→ **THE DATA**:
::::
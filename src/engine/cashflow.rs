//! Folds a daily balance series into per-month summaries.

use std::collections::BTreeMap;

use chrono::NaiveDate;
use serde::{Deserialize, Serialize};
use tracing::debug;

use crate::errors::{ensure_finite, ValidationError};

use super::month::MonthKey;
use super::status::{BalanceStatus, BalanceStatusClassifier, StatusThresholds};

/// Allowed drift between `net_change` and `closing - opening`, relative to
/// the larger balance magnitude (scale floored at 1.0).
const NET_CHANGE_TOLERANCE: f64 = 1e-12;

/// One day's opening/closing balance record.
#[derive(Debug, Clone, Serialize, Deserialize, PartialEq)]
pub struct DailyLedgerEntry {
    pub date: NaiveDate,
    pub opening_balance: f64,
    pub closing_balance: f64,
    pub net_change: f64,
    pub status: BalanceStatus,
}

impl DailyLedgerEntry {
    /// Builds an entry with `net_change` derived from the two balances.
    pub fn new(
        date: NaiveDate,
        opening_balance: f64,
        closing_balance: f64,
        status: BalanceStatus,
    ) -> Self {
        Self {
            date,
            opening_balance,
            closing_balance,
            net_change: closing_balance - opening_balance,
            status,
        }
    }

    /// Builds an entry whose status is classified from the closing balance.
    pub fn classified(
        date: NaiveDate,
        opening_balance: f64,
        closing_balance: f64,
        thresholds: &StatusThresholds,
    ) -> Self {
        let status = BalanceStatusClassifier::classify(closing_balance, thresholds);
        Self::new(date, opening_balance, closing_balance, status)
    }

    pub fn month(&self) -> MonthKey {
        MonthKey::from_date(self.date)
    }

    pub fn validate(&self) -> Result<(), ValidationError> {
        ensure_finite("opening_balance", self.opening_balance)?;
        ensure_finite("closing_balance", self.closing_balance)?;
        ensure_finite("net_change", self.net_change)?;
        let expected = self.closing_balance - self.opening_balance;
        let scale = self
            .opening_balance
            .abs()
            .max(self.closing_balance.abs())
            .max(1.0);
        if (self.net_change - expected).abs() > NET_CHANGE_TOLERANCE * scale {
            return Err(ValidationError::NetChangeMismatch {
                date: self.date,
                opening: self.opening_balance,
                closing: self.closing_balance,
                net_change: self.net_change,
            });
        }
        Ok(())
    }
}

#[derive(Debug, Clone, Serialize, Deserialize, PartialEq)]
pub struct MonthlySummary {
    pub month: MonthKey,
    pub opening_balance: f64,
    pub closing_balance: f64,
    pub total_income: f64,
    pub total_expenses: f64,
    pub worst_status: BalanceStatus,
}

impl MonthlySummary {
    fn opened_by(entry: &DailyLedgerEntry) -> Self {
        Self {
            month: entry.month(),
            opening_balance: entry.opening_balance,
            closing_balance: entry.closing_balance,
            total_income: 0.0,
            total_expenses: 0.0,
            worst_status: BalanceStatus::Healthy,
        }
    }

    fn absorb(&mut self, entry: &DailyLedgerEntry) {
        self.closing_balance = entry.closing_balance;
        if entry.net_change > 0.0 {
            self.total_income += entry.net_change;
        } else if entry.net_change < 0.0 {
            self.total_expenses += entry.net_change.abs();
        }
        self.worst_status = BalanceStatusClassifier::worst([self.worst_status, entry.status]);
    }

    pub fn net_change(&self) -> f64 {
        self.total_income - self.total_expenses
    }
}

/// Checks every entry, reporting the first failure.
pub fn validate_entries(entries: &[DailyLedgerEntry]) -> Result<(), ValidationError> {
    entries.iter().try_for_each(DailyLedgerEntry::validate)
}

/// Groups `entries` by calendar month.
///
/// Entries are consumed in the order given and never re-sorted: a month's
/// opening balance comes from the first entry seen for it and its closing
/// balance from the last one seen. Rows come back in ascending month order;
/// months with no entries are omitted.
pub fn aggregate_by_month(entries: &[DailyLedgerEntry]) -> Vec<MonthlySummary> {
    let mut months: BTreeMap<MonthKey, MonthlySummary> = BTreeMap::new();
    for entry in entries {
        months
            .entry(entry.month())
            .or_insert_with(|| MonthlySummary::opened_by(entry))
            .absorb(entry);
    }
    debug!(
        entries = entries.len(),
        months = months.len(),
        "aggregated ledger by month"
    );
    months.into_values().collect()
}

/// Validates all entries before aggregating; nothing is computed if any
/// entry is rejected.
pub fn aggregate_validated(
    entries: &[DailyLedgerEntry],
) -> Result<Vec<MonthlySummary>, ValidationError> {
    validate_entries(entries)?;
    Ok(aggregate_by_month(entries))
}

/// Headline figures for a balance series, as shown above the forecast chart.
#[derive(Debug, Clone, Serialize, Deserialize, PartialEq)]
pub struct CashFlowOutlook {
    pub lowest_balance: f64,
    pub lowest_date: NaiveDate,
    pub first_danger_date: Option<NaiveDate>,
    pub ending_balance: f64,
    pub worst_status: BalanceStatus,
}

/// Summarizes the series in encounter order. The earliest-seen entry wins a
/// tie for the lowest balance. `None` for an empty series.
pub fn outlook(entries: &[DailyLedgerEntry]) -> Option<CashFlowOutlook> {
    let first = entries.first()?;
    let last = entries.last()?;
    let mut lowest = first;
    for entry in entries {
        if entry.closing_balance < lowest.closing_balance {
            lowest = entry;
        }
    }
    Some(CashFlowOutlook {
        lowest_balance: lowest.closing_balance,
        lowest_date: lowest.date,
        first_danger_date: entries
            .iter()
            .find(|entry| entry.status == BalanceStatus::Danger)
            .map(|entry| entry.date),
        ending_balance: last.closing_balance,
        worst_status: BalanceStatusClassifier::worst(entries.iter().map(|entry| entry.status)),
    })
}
::::
Copy out every line from the records that has the word "impl".

impl DailyLedgerEntry {
impl MonthlySummary {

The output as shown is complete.